The ongoing attacks are primarily due to the fact that many users or organizations continue to run outdated or unpatched Microsoft Office versions that still contain the old Equation Editor vulnerable to this flaw. The Equation Editor was retained in Office for backward compatibility with older files, meaning that even post-2018 versions might allow the embedded vulnerable code execution under certain conditions.
Cybercriminals disguise malicious payloads in files, such as Excel add-ins or embedded objects, which, if opened on these vulnerable systems, trigger the exploit. Microsoft's removal of the Equation Editor and provision of newer replacements does not eliminate the risk for environments not fully updated or that keep legacy Office versions in use.

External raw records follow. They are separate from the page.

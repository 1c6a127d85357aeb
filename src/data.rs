//! Historical OHLCV data: CSV loading, range selection and model features.

use std::path::Path;

use chrono::{DateTime, Datelike, Duration, NaiveDate, NaiveDateTime};
use polars::prelude::*;
use rand::rngs::StdRng;
use rand::{Rng, SeedableRng};
use serde::Serialize;

use crate::common::{pct_change, rolling, sample_std};
use crate::error::{Error, Result};
use crate::moving_averages::sma;

/// One daily bar
#[derive(Debug, Clone, PartialEq, Serialize)]
pub struct Candle {
    pub open_time: NaiveDateTime,
    pub open: f64,
    pub high: f64,
    pub low: f64,
    pub close: f64,
    pub volume: f64,
    #[serde(skip_serializing_if = "Option::is_none")]
    pub number_of_trades: Option<f64>,
}

/// Time-ordered candles with unique timestamps
#[derive(Debug, Clone, Default)]
pub struct PriceHistory {
    candles: Vec<Candle>,
}

// Header aliases, compared lowercase
const TIME_COLUMNS: &[&str] = &["open time", "timestamp", "date"];
const TRADES_COLUMNS: &[&str] = &["number of trades", "number_of_trades"];

impl PriceHistory {
    /// Sort by time and keep the last row for duplicated timestamps
    pub fn new(mut candles: Vec<Candle>) -> Self {
        candles.sort_by_key(|c| c.open_time);
        let mut deduped: Vec<Candle> = Vec::with_capacity(candles.len());
        for candle in candles {
            match deduped.last_mut() {
                Some(last) if last.open_time == candle.open_time => *last = candle,
                _ => deduped.push(candle),
            }
        }
        Self { candles: deduped }
    }

    /// Read a CSV with either `Open time, Open, High, Low, Close, Volume` or
    /// `timestamp, open, high, low, close, volume` headers.
    pub fn from_csv(path: &Path) -> Result<Self> {
        let df = CsvReadOptions::default()
            .with_has_header(true)
            .with_infer_schema_length(Some(1000))
            .try_into_reader_with_file_path(Some(path.to_path_buf()))?
            .finish()?;

        let history = Self::from_frame(&df)?;
        tracing::info!(path = %path.display(), rows = history.len(), "historical data loaded");
        Ok(history)
    }

    fn from_frame(df: &DataFrame) -> Result<Self> {
        let names: Vec<String> = df.get_column_names().iter().map(|n| n.to_string()).collect();
        let find = |aliases: &[&str]| -> Option<String> {
            names.iter().find(|n| aliases.contains(&n.trim().to_lowercase().as_str())).cloned()
        };
        let require = |aliases: &[&str]| -> Result<String> {
            find(aliases).ok_or_else(|| Error::MissingColumn(aliases[0].to_string()))
        };

        let times = string_column(df, &require(TIME_COLUMNS)?)?;
        let opens = float_column(df, &require(&["open"])?)?;
        let highs = float_column(df, &require(&["high"])?)?;
        let lows = float_column(df, &require(&["low"])?)?;
        let closes = float_column(df, &require(&["close"])?)?;
        let volumes = float_column(df, &require(&["volume"])?)?;
        let trades = match find(TRADES_COLUMNS) {
            Some(name) => Some(float_column(df, &name)?),
            None => None,
        };

        let mut candles = Vec::with_capacity(times.len());
        for (i, raw) in times.iter().enumerate() {
            let Some(raw) = raw else { continue };
            candles.push(Candle {
                open_time: parse_timestamp(raw)?,
                open: opens[i],
                high: highs[i],
                low: lows[i],
                close: closes[i],
                volume: volumes[i],
                number_of_trades: trades.as_ref().map(|t| t[i]),
            });
        }

        if candles.is_empty() {
            return Err(Error::EmptyData("CSV has no rows".to_string()));
        }
        Ok(Self::new(candles))
    }

    /// Loader used by the query API.
    ///
    /// Real data when the file exists and is smaller than `max_bytes`,
    /// simulated data otherwise, and a minimal fixed series when reading
    /// fails. Keeps at most the last `max_rows` rows.
    pub fn load_for_api(path: &Path, max_bytes: u64, max_rows: usize) -> Self {
        let usable = std::fs::metadata(path).map(|m| m.len() < max_bytes).unwrap_or(false);

        let history = if usable {
            match Self::from_csv(path) {
                Ok(history) => history,
                Err(e) => {
                    tracing::error!(error = %e, "failed to load data, using minimal fallback series");
                    Self::fallback()
                }
            }
        } else {
            tracing::warn!(path = %path.display(), "using SIMULATED data for demonstration");
            Self::simulated(42)
        };

        history.last(max_rows)
    }

    /// Seeded random walk for 2023-01-01..=2023-03-31 around a price of 10
    pub fn simulated(seed: u64) -> Self {
        let mut rng = StdRng::seed_from_u64(seed);
        let start = NaiveDate::from_ymd_opt(2023, 1, 1).unwrap_or_default();
        let end = NaiveDate::from_ymd_opt(2023, 3, 31).unwrap_or_default();

        let mut price = 10.0;
        let mut candles = Vec::new();
        let mut day = start;
        while day <= end {
            price += standard_normal(&mut rng) * 0.5;
            candles.push(Candle {
                open_time: day.and_hms_opt(0, 0, 0).unwrap_or_default(),
                open: price * 0.99,
                high: price * 1.01,
                low: price * 0.98,
                close: price,
                volume: rng.gen_range(1_000_000..3_000_000) as f64,
                number_of_trades: Some(rng.gen_range(4_000..7_000) as f64),
            });
            day += Duration::days(1);
        }
        Self::new(candles)
    }

    /// Thirty flat-ish days starting 2023-01-01
    pub fn fallback() -> Self {
        let start = NaiveDate::from_ymd_opt(2023, 1, 1).unwrap_or_default();
        let candles = (0..30)
            .map(|i| {
                let close = 10.0 + i as f64 * 0.1;
                Candle {
                    open_time: (start + Duration::days(i)).and_hms_opt(0, 0, 0).unwrap_or_default(),
                    open: close,
                    high: close,
                    low: close,
                    close,
                    volume: 1_000_000.0 + i as f64 * 50_000.0,
                    number_of_trades: None,
                }
            })
            .collect();
        Self::new(candles)
    }

    pub fn candles(&self) -> &[Candle] {
        &self.candles
    }

    pub fn len(&self) -> usize {
        self.candles.len()
    }

    pub fn is_empty(&self) -> bool {
        self.candles.is_empty()
    }

    /// (rows, columns) as they would appear in the source table
    pub fn shape(&self) -> (usize, usize) {
        let has_trades = self.candles.iter().any(|c| c.number_of_trades.is_some());
        (self.len(), if has_trades { 7 } else { 6 })
    }

    pub fn timestamps(&self) -> Vec<NaiveDateTime> {
        self.candles.iter().map(|c| c.open_time).collect()
    }

    pub fn opens(&self) -> Vec<f64> {
        self.candles.iter().map(|c| c.open).collect()
    }

    pub fn highs(&self) -> Vec<f64> {
        self.candles.iter().map(|c| c.high).collect()
    }

    pub fn lows(&self) -> Vec<f64> {
        self.candles.iter().map(|c| c.low).collect()
    }

    pub fn closes(&self) -> Vec<f64> {
        self.candles.iter().map(|c| c.close).collect()
    }

    pub fn volumes(&self) -> Vec<f64> {
        self.candles.iter().map(|c| c.volume).collect()
    }

    pub fn trades(&self) -> Vec<f64> {
        self.candles.iter().map(|c| c.number_of_trades.unwrap_or(f64::NAN)).collect()
    }

    pub fn last_candle(&self) -> Option<&Candle> {
        self.candles.last()
    }

    /// The last `n` rows
    pub fn last(&self, n: usize) -> Self {
        let start = self.candles.len().saturating_sub(n);
        Self { candles: self.candles[start..].to_vec() }
    }

    /// Rows whose timestamp falls in calendar year `year`
    pub fn year(&self, year: i32) -> Self {
        Self {
            candles: self.candles.iter().filter(|c| c.open_time.year() == year).cloned().collect(),
        }
    }

    /// Rows with `start <= date <= end` (dates compared at day granularity)
    pub fn between(&self, start: NaiveDate, end: NaiveDate) -> Self {
        Self {
            candles: self
                .candles
                .iter()
                .filter(|c| {
                    let d = c.open_time.date();
                    d >= start && d <= end
                })
                .cloned()
                .collect(),
        }
    }
}

fn float_column(df: &DataFrame, name: &str) -> Result<Vec<f64>> {
    let series = df.column(name)?.as_materialized_series().cast(&DataType::Float64)?;
    Ok(series.f64()?.into_iter().map(|v| v.unwrap_or(f64::NAN)).collect())
}

fn string_column(df: &DataFrame, name: &str) -> Result<Vec<Option<String>>> {
    let series = df.column(name)?.as_materialized_series().cast(&DataType::String)?;
    Ok(series.str()?.into_iter().map(|v| v.map(str::to_string)).collect())
}

/// Parse `YYYY-MM-DD`, `YYYY-MM-DD HH:MM:SS[.f]`, RFC 3339 or an epoch
/// (milliseconds when larger than 1e11, seconds otherwise).
pub fn parse_timestamp(raw: &str) -> Result<NaiveDateTime> {
    let s = raw.trim();

    if !s.is_empty() && s.chars().all(|c| c.is_ascii_digit()) && s.len() > 8 {
        let value: i64 = s.parse().map_err(|_| Error::InvalidTimestamp(raw.to_string()))?;
        let dt = if value > 100_000_000_000 {
            DateTime::from_timestamp_millis(value)
        } else {
            DateTime::from_timestamp(value, 0)
        };
        return dt.map(|d| d.naive_utc()).ok_or_else(|| Error::InvalidTimestamp(raw.to_string()));
    }

    for format in ["%Y-%m-%d %H:%M:%S%.f", "%Y-%m-%dT%H:%M:%S%.f", "%Y-%m-%d %H:%M"] {
        if let Ok(dt) = NaiveDateTime::parse_from_str(s, format) {
            return Ok(dt);
        }
    }
    if let Ok(dt) = DateTime::parse_from_rfc3339(s) {
        return Ok(dt.naive_utc());
    }
    NaiveDate::parse_from_str(s, "%Y-%m-%d")
        .ok()
        .and_then(|d| d.and_hms_opt(0, 0, 0))
        .ok_or_else(|| Error::InvalidTimestamp(raw.to_string()))
}

// Box-Muller transform over two uniforms in (0, 1]
fn standard_normal(rng: &mut StdRng) -> f64 {
    let u1: f64 = 1.0 - rng.gen::<f64>();
    let u2: f64 = rng.gen::<f64>();
    (-2.0 * u1.ln()).sqrt() * (2.0 * std::f64::consts::PI * u2).cos()
}

/// Model inputs, in the order the artifacts were trained with
pub const MODEL_FEATURES: [&str; 8] = ["Open", "High", "Low", "Close", "Volume", "SMA20", "SMA50", "Volatility"];

/// Engineered features for one bar
#[derive(Debug, Clone, Serialize)]
pub struct FeatureRow {
    pub open_time: NaiveDateTime,
    pub open: f64,
    pub high: f64,
    pub low: f64,
    pub close: f64,
    pub volume: f64,
    pub returns: f64,
    pub sma20: f64,
    pub sma50: f64,
    pub volatility: f64,
    pub hl_range: f64,
    pub volume_ma: f64,
    pub volume_norm: f64,
}

impl FeatureRow {
    /// Values matching [`MODEL_FEATURES`]
    pub fn model_inputs(&self) -> [f64; 8] {
        [self.open, self.high, self.low, self.close, self.volume, self.sma20, self.sma50, self.volatility]
    }

    fn is_complete(&self) -> bool {
        [self.returns, self.sma20, self.sma50, self.volatility, self.hl_range, self.volume_ma, self.volume_norm]
            .iter()
            .all(|v| v.is_finite())
    }
}

/// Returns, moving averages, volatility and volume ratios per bar.
/// Rows where any feature is still warming up are dropped.
pub fn prepare_features(history: &PriceHistory, window: usize) -> Vec<FeatureRow> {
    let closes = history.closes();
    let volumes = history.volumes();

    let returns = pct_change(&closes);
    let sma20 = sma(&closes, 20);
    let sma50 = sma(&closes, 50);
    let volatility = rolling(&returns, window, sample_std);
    let volume_ma = sma(&volumes, 20);

    history
        .candles()
        .iter()
        .enumerate()
        .map(|(i, c)| FeatureRow {
            open_time: c.open_time,
            open: c.open,
            high: c.high,
            low: c.low,
            close: c.close,
            volume: c.volume,
            returns: returns[i],
            sma20: sma20[i],
            sma50: sma50[i],
            volatility: volatility[i],
            hl_range: (c.high - c.low) / c.close,
            volume_ma: volume_ma[i],
            volume_norm: c.volume / volume_ma[i],
        })
        .filter(FeatureRow::is_complete)
        .collect()
}

#[cfg(test)]
mod tests {
    use super::*;

    fn candle(date: &str, close: f64) -> Candle {
        Candle {
            open_time: parse_timestamp(date).unwrap(),
            open: close,
            high: close + 1.0,
            low: close - 1.0,
            close,
            volume: 100.0,
            number_of_trades: None,
        }
    }

    #[test]
    fn test_new_sorts_and_keeps_last_duplicate() {
        let history = PriceHistory::new(vec![
            candle("2024-01-02", 2.0),
            candle("2024-01-01", 1.0),
            candle("2024-01-02", 3.0),
        ]);
        assert_eq!(history.closes(), vec![1.0, 3.0]);
    }

    #[test]
    fn test_parse_timestamp_formats() {
        let expected = NaiveDate::from_ymd_opt(2021, 3, 4).unwrap().and_hms_opt(0, 0, 0).unwrap();
        assert_eq!(parse_timestamp("2021-03-04").unwrap(), expected);
        assert_eq!(parse_timestamp("2021-03-04 00:00:00").unwrap(), expected);
        assert_eq!(parse_timestamp("2021-03-04T00:00:00Z").unwrap(), expected);
        assert_eq!(parse_timestamp("1614816000000").unwrap(), expected);
        assert!(parse_timestamp("yesterday").is_err());
    }

    #[test]
    fn test_selection() {
        let history = PriceHistory::new(vec![
            candle("2022-12-31", 1.0),
            candle("2023-01-01", 2.0),
            candle("2023-06-01", 3.0),
        ]);
        assert_eq!(history.year(2023).closes(), vec![2.0, 3.0]);
        assert_eq!(history.last(2).closes(), vec![2.0, 3.0]);
        assert_eq!(history.last(10).len(), 3);
        let start = NaiveDate::from_ymd_opt(2022, 12, 31).unwrap();
        let end = NaiveDate::from_ymd_opt(2023, 1, 1).unwrap();
        assert_eq!(history.between(start, end).closes(), vec![1.0, 2.0]);
    }

    #[test]
    fn test_simulated_is_deterministic() {
        let a = PriceHistory::simulated(42);
        let b = PriceHistory::simulated(42);
        assert_eq!(a.len(), 90);
        assert_eq!(a.closes(), b.closes());
        assert_eq!(a.shape(), (90, 7));
        let first = &a.candles()[0];
        assert!((first.high - first.close * 1.01).abs() < 1e-12);
    }

    #[test]
    fn test_fallback_series() {
        let history = PriceHistory::fallback();
        assert_eq!(history.len(), 30);
        assert!((history.closes()[29] - 12.9).abs() < 1e-9);
        assert_eq!(history.volumes()[1], 1_050_000.0);
    }

    #[test]
    fn test_prepare_features_drops_warmup() {
        let candles: Vec<Candle> = (0..80)
            .map(|i| {
                let day = NaiveDate::from_ymd_opt(2024, 1, 1).unwrap() + Duration::days(i);
                let mut c = candle(&day.to_string(), 100.0 + (i as f64 * 0.7).sin() * 3.0);
                c.volume = 1000.0 + i as f64;
                c
            })
            .collect();
        let features = prepare_features(&PriceHistory::new(candles), 20);
        // SMA50 needs 50 closes: first complete row is index 49
        assert_eq!(features.len(), 31);
        let row = &features[0];
        assert_eq!(row.model_inputs()[3], row.close);
        assert!(row.volume_norm > 0.0);
    }
}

No currently supported Office versions are vulnerable if fully updated; however, outdated or neglected systems remain an attack vector due to the persistence of this legacy software component in their Office installations. The ongoing attacks reflect the difficulty of complete remediation in heterogeneous IT environments and the high value attackers place on exploiting well-known, reliable vulnerabilities still present in the wild.
Microsoft warned about the vulnerability in November 2017, and Mertens' malware analysis was posted to the internet today. In a web-based attack scenario, an attacker could host a website (or leverage a compromised website that accepts or hosts user-provided content) containing a specially crafted file designed to exploit the vulnerability. In an email attack scenario, an attacker could exploit the vulnerability by sending a specially crafted file to the user and convincing the user to open the file.
Users are strongly advised to update Office fully or discontinue use of legacy versions to mitigate risks from this long-lived vulnerability. The persistence of this threat underscores the importance of regular software updates and vigilance in the face of cyber threats.
- The ongoing cyber threats highlight the significance of data-and-cloud-computing security in AI, as attackers continue to exploit the 2017-patched vulnerability in the discontinued Microsoft Office Equation Editor software, even in post-2018 versions under certain conditions.
- The recent malware analysis by security consultant Xavier Mertens illustrates the challenge of complete cybersecurity remediation, as modern malware is still being spread using the old Equation Editor vulnerable to CVE-2017-11882, in both legacy and outdated Office versions.
- As the Equation Editor remains a persisting threat in technology environments that have neglected software updates or continue with legacy Office versions, there's a growing emphasis on the necessity of staying updated and vigilant to safeguard against such known security threats.